ANGPTL4 exacerbates pancreatitis by augmenting acinar cell injury through upregulation of C5a

• Main Authors: Kyung Hee Jung, Mi Kwon Son, Hong Hua Yan, Zhenghuan Fang, Juyoung Kim, Soo Jung Kim, Jung Hee Park, Ji Eun Lee, Young‐Chan Yoon, Myeong Seong Seo, Beom Seok Han, Soyeon Ko, Young Ju Suh, Joo Han Lim, Don‐Haeng Lee, Ziqiang Teo, Jonathan Wei Kiat Wee, Nguan Soon Tan, Soon‐Sun Hong
• Format: Article
• Language: English
• Published: Wiley 2020-08-01
• Series: EMBO Molecular Medicine
• Subjects: acute pancreatitis; ANGPTL4; C5a; macrophage
• Online Access: https://doi.org/10.15252/emmm.201911222

Abstract Pancreatitis is the inflammation of the pancreas. However, little is known about the genes associated with pancreatitis severity. Our microarray analysis of pancreatic tissues from mild and severe acute pancreatitis mice models identified angiopoietin‐like 4 (ANGPTL4) as one of the most significantly upregulated genes. Clinically, ANGPTL4 expression was also increased in the serum and pancreatic tissues of pancreatitis patients. The deficiency in ANGPTL4 in mice, either by gene deletion or neutralizing antibody, mitigated pancreatitis‐associated pathological outcomes. Conversely, exogenous ANGPTL4 exacerbated pancreatic injury with elevated cytokine levels and apoptotic cell death. High ANGPTL4 enhanced macrophage activation and infiltration into the pancreas, which increased complement component 5a (C5a) level through PI3K/AKT signaling. The activation of the C5a receptor led to hypercytokinemia that accelerated acinar cell damage and furthered pancreatitis.
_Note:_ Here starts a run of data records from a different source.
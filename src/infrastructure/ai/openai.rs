use std::collections::HashMap;

use async_trait::async_trait;
use serde::{Deserialize, Serialize};
use tracing::debug;

use crate::domain::http::{ApiAuth, ApiClient, ApiRequest};
use crate::domain::workflow::template::render_with;
use crate::domain::{DomainError, Generation, GenerationRequest, TextGenerator};

const DEFAULT_OPENAI_BASE_URL: &str = "https://api.openai.com";
const DEFAULT_MODEL: &str = "gpt-4o-mini";
const PROVIDER: &str = "openai";

/// Price per thousand tokens, used to estimate the cost of a generation
#[derive(Debug, Clone, Copy, Default, PartialEq)]
pub struct TokenPricing {
    pub input_per_1k: f64,
    pub output_per_1k: f64,
}

impl TokenPricing {
    pub fn new(input_per_1k: f64, output_per_1k: f64) -> Self {
        Self {
            input_per_1k,
            output_per_1k,
        }
    }

    pub fn cost(&self, prompt_tokens: u64, completion_tokens: u64) -> f64 {
        (prompt_tokens as f64 / 1000.0) * self.input_per_1k
            + (completion_tokens as f64 / 1000.0) * self.output_per_1k
    }
}

/// Text generator backed by an OpenAI-compatible chat completions API
///
/// Requests naming a `prompt_template_id` are rendered from the configured
/// prompt library with the request variables. Variables are also sent to the
/// model as a system message holding their JSON.
pub struct OpenAiTextGenerator<C: ApiClient> {
    client: C,
    api_key: String,
    base_url: String,
    model: String,
    pricing: TokenPricing,
    prompts: HashMap<String, String>,
}

impl<C: ApiClient> OpenAiTextGenerator<C> {
    pub fn new(client: C, api_key: impl Into<String>) -> Self {
        Self {
            client,
            api_key: api_key.into(),
            base_url: DEFAULT_OPENAI_BASE_URL.to_string(),
            model: DEFAULT_MODEL.to_string(),
            pricing: TokenPricing::default(),
            prompts: HashMap::new(),
        }
    }

    pub fn with_base_url(mut self, base_url: impl Into<String>) -> Self {
        self.base_url = base_url.into().trim_end_matches('/').to_string();
        self
    }

    pub fn with_model(mut self, model: impl Into<String>) -> Self {
        self.model = model.into();
        self
    }

    pub fn with_pricing(mut self, pricing: TokenPricing) -> Self {
        self.pricing = pricing;
        self
    }

    pub fn with_prompts(mut self, prompts: HashMap<String, String>) -> Self {
        self.prompts = prompts;
        self
    }

    fn chat_completions_url(&self) -> String {
        format!("{}/v1/chat/completions", self.base_url)
    }

    /// Final prompt text: inline when given, otherwise the rendered template
    fn prompt_text(&self, request: &GenerationRequest) -> Result<String, DomainError> {
        if !request.prompt.trim().is_empty() {
            return Ok(request.prompt.clone());
        }

        let template_id = request
            .prompt_template_id
            .as_deref()
            .ok_or_else(|| DomainError::validation("Generation request has no prompt"))?;
        let template = self.prompts.get(template_id).ok_or_else(|| {
            DomainError::not_found(format!("Prompt template '{}' not found", template_id))
        })?;

        Ok(render_with(template, &request.variables))
    }

    fn build_request(
        &self,
        model: &str,
        prompt: String,
        request: &GenerationRequest,
    ) -> serde_json::Value {
        let mut messages = Vec::new();
        if !request.variables.is_empty() {
            messages.push(OpenAiMessage {
                role: "system".to_string(),
                content: format!(
                    "Input data:\n{}",
                    serde_json::Value::Object(request.variables.clone())
                ),
            });
        }
        messages.push(OpenAiMessage {
            role: "user".to_string(),
            content: prompt,
        });

        serde_json::json!({
            "model": model,
            "messages": messages,
            "stream": false,
        })
    }

    fn parse_response(&self, json: serde_json::Value) -> Result<Generation, DomainError> {
        let response: OpenAiResponse = serde_json::from_value(json).map_err(|e| {
            DomainError::provider(PROVIDER, format!("Failed to parse response: {}", e))
        })?;

        let choice = response
            .choices
            .into_iter()
            .next()
            .ok_or_else(|| DomainError::provider(PROVIDER, "No choices in response"))?;

        let text = choice.message.content.unwrap_or_default();
        let usage = response.usage.unwrap_or_default();

        Ok(Generation::from_text(response.model, text)
            .with_token_usage(usage.prompt_tokens + usage.completion_tokens)
            .with_cost(self.pricing.cost(usage.prompt_tokens, usage.completion_tokens)))
    }
}

#[async_trait]
impl<C: ApiClient> TextGenerator for OpenAiTextGenerator<C> {
    async fn generate(&self, request: GenerationRequest) -> Result<Generation, DomainError> {
        let prompt = self.prompt_text(&request)?;
        let model = request.model.clone().unwrap_or_else(|| self.model.clone());

        debug!(model = %model, prompt_chars = prompt.len(), "Calling chat completions");

        let body = self.build_request(&model, prompt, &request);
        let response = self
            .client
            .send(
                ApiRequest::post(self.chat_completions_url())
                    .with_auth(ApiAuth::Bearer(self.api_key.clone()))
                    .with_payload(body),
            )
            .await
            .map_err(|e| DomainError::provider(PROVIDER, e.to_string()))?;

        self.parse_response(response.body)
    }
}

// OpenAI API types

#[derive(Debug, Serialize)]
struct OpenAiMessage {
    role: String,
    content: String,
}

#[derive(Debug, Deserialize)]
struct OpenAiResponse {
    model: String,
    choices: Vec<OpenAiChoice>,
    usage: Option<OpenAiUsage>,
}

#[derive(Debug, Deserialize)]
struct OpenAiChoice {
    message: OpenAiResponseMessage,
}

#[derive(Debug, Deserialize)]
struct OpenAiResponseMessage {
    content: Option<String>,
}

#[derive(Debug, Default, Deserialize)]
struct OpenAiUsage {
    prompt_tokens: u64,
    completion_tokens: u64,
}


#[cfg(test)]
mod tests {
    use super::*;
    use crate::domain::http::{ApiResponse, HttpMethod, MockApiClient};
    use crate::infrastructure::http::ReqwestApiClient;
    use serde_json::json;
    use wiremock::matchers::{header, method, path};
    use wiremock::{Mock, MockServer, ResponseTemplate};

    const TEST_URL: &str = "https://api.openai.com/v1/chat/completions";

    fn completion(content: &str) -> serde_json::Value {
        json!({
            "id": "chatcmpl-123",
            "model": "gpt-4o-mini",
            "choices": [{
                "message": {"role": "assistant", "content": content},
                "finish_reason": "stop"
            }],
            "usage": {"prompt_tokens": 1000, "completion_tokens": 500, "total_tokens": 1500}
        })
    }

    fn replying(content: &'static str, check: fn(&ApiRequest) -> bool) -> MockApiClient {
        let mut client = MockApiClient::new();
        client
            .expect_send()
            .withf(move |req| {
                req.method == HttpMethod::Post && req.url == TEST_URL && check(req)
            })
            .times(1)
            .returning(move |_| Ok(ApiResponse::new(200, completion(content))));
        client
    }

    #[test]
    fn test_token_pricing() {
        let pricing = TokenPricing::new(0.5, 1.5);
        assert!((pricing.cost(2000, 1000) - 2.5).abs() < f64::EPSILON);
        assert_eq!(TokenPricing::default().cost(100, 100), 0.0);
    }

    #[tokio::test]
    async fn test_generate_inline_prompt() {
        let client = replying(r#"{"title": "Hi"}"#, |req| {
            let body = req.payload.as_ref().unwrap();
            req.auth == ApiAuth::Bearer("test-key".into())
                && body["model"] == json!("gpt-4o-mini")
                && body["messages"] == json!([{"role": "user", "content": "Write a title"}])
        });
        let generator =
            OpenAiTextGenerator::new(client, "test-key").with_pricing(TokenPricing::new(0.15, 0.6));

        let generation = generator
            .generate(GenerationRequest::new("Write a title"))
            .await
            .unwrap();

        assert_eq!(generation.parsed, json!({"title": "Hi"}));
        assert_eq!(generation.raw.model, "gpt-4o-mini");
        assert_eq!(generation.token_usage, 1500);
        assert!((generation.cost - 0.45).abs() < 1e-9);
    }

    #[tokio::test]
    async fn test_generate_from_template() {
        let client = replying("Dear Ada", |req| {
            let body = req.payload.as_ref().unwrap();
            body["model"] == json!("gpt-4o")
                && body["messages"][0]["role"] == json!("system")
                && body["messages"][1]["content"] == json!("Write to Ada about pricing")
        });
        let prompts = HashMap::from([(
            "outreach".to_string(),
            "Write to {{ name }} about {{ topic }}".to_string(),
        )]);
        let generator = OpenAiTextGenerator::new(client, "test-key")
            .with_model("gpt-4o")
            .with_prompts(prompts);

        let mut variables = serde_json::Map::new();
        variables.insert("name".to_string(), json!("Ada"));
        variables.insert("topic".to_string(), json!("pricing"));
        let request = GenerationRequest::from_template("outreach").with_variables(variables);

        let generation = generator.generate(request).await.unwrap();
        assert_eq!(generation.parsed, json!({"text": "Dear Ada"}));
    }

    #[tokio::test]
    async fn test_unknown_template_is_not_found() {
        let mut client = MockApiClient::new();
        client.expect_send().never();
        let generator = OpenAiTextGenerator::new(client, "test-key");

        let err = generator
            .generate(GenerationRequest::from_template("missing"))
            .await
            .unwrap_err();

        assert!(matches!(err, DomainError::NotFound { .. }));
    }

    #[tokio::test]
    async fn test_client_error_is_provider_error() {
        let mut client = MockApiClient::new();
        client
            .expect_send()
            .returning(|_| Err(DomainError::provider("http", "HTTP 401: API key invalid")));
        let generator = OpenAiTextGenerator::new(client, "invalid-key");

        let err = generator
            .generate(GenerationRequest::new("Hello"))
            .await
            .unwrap_err();

        assert!(matches!(err, DomainError::Provider { ref provider, .. } if provider == "openai"));
    }

    #[tokio::test]
    async fn test_response_without_choices() {
        let mut client = MockApiClient::new();
        client
            .expect_send()
            .returning(|_| Ok(ApiResponse::new(200, json!({"model": "x", "choices": []}))));
        let generator = OpenAiTextGenerator::new(client, "key");

        let err = generator
            .generate(GenerationRequest::new("Hello"))
            .await
            .unwrap_err();

        assert!(err.to_string().contains("No choices in response"));
    }

    #[tokio::test]
    async fn test_against_http_server() {
        let server = MockServer::start().await;
        Mock::given(method("POST"))
            .and(path("/v1/chat/completions"))
            .and(header("Authorization", "Bearer server-key"))
            .respond_with(ResponseTemplate::new(200).set_body_json(completion("pong")))
            .expect(1)
            .mount(&server)
            .await;

        let generator = OpenAiTextGenerator::new(ReqwestApiClient::new(), "server-key")
            .with_base_url(format!("{}/", server.uri()));

        let generation = generator.generate(GenerationRequest::new("ping")).await.unwrap();
        assert_eq!(generation.raw.text, "pong");
    }

    #[tokio::test]
    async fn test_http_error_status() {
        let server = MockServer::start().await;
        Mock::given(method("POST"))
            .respond_with(ResponseTemplate::new(401).set_body_string("bad key"))
            .mount(&server)
            .await;

        let generator =
            OpenAiTextGenerator::new(ReqwestApiClient::new(), "nope").with_base_url(server.uri());

        let err = generator
            .generate(GenerationRequest::new("ping"))
            .await
            .unwrap_err();
        assert!(err.to_string().contains("HTTP 401"));
    }
}
//! ACTION_CREATE_RECORD and ACTION_UPDATE_RECORD handlers

use std::sync::Arc;

use async_trait::async_trait;
use serde_json::{json, Value};
use tracing::info;

use super::fields::resolve_fields;
use super::{collaborator_error, config_error};
use crate::domain::workflow::{
    templated_value, template::value_to_string, ExecutionContext, NestedStepExecutor, StepHandler,
    StepResult, WorkflowError, WorkflowStep,
};
use crate::domain::RecordStore;

/// Context key a record is mirrored under, e.g. `task` for `Task`
fn context_key(target_model: &str) -> String {
    target_model
        .rsplit(['\\', ':', '.'])
        .next()
        .unwrap_or(target_model)
        .to_lowercase()
}

fn target_model(step: &WorkflowStep) -> Result<String, WorkflowError> {
    step.config_str("target_model")
        .map(str::trim)
        .filter(|m| !m.is_empty())
        .map(str::to_string)
        .ok_or_else(|| config_error(step.id(), "target_model is required"))
}

/// Creates a record through the record store
pub struct CreateRecordHandler {
    store: Arc<dyn RecordStore>,
}

impl CreateRecordHandler {
    pub fn new(store: Arc<dyn RecordStore>) -> Self {
        Self { store }
    }
}

#[async_trait]
impl StepHandler for CreateRecordHandler {
    async fn handle(
        &self,
        context: &mut ExecutionContext,
        step: &WorkflowStep,
        _executor: &dyn NestedStepExecutor,
    ) -> Result<StepResult, WorkflowError> {
        let model = target_model(step)?;
        let fields = resolve_fields(step.config_value("fields"), context);
        if fields.is_empty() {
            return Err(config_error(
                step.id(),
                format!("No fields provided to create a {} record", model),
            ));
        }

        let record = self
            .store
            .create(&model, fields.clone())
            .await
            .map_err(|e| collaborator_error(step.id(), e))?;

        info!(step_id = %step.id(), record = %record, "Record created");

        let mut mirrored = fields;
        mirrored.insert("id".to_string(), Value::String(record.id.clone()));

        Ok(StepResult::new(
            json!({ "entity_type": record.entity_type, "id": record.id }),
            json!({ "id": record.id, "new_record_id": record.id, "model": model }),
        )
        .with_context(json!({ context_key(&model): mirrored })))
    }
}

/// Updates an existing record through the record store
pub struct UpdateRecordHandler {
    store: Arc<dyn RecordStore>,
}

impl UpdateRecordHandler {
    pub fn new(store: Arc<dyn RecordStore>) -> Self {
        Self { store }
    }
}

#[async_trait]
impl StepHandler for UpdateRecordHandler {
    async fn handle(
        &self,
        context: &mut ExecutionContext,
        step: &WorkflowStep,
        _executor: &dyn NestedStepExecutor,
    ) -> Result<StepResult, WorkflowError> {
        let model = target_model(step)?;
        let record_id = step
            .config_value("record_id")
            .map(|raw| value_to_string(&templated_value(raw, context)))
            .map(|id| id.trim().to_string())
            .filter(|id| !id.is_empty())
            .ok_or_else(|| config_error(step.id(), "record_id is required"))?;

        let fields = resolve_fields(step.config_value("fields"), context);

        self.store
            .update(&model, &record_id, fields.clone())
            .await
            .map_err(|e| collaborator_error(step.id(), e))?;

        info!(step_id = %step.id(), model = %model, record_id = %record_id, "Record updated");

        let mut mirrored = fields;
        mirrored.insert("id".to_string(), Value::String(record_id.clone()));

        Ok(StepResult::completed(json!({ "id": record_id, "model": model }))
            .with_context(json!({ context_key(&model): mirrored })))
    }
}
Indeed, C5a neutralizing antibody decreased inflammatory response in LPS‐activated macrophages and alleviated pancreatitis severity. In agreement, there was a significant positive correlation between C5a and ANGPTL4 levels in pancreatitis patients. Taken together, our study suggests that targeting ANGPTL4 is a potential strategy for the treatment of pancreatitis.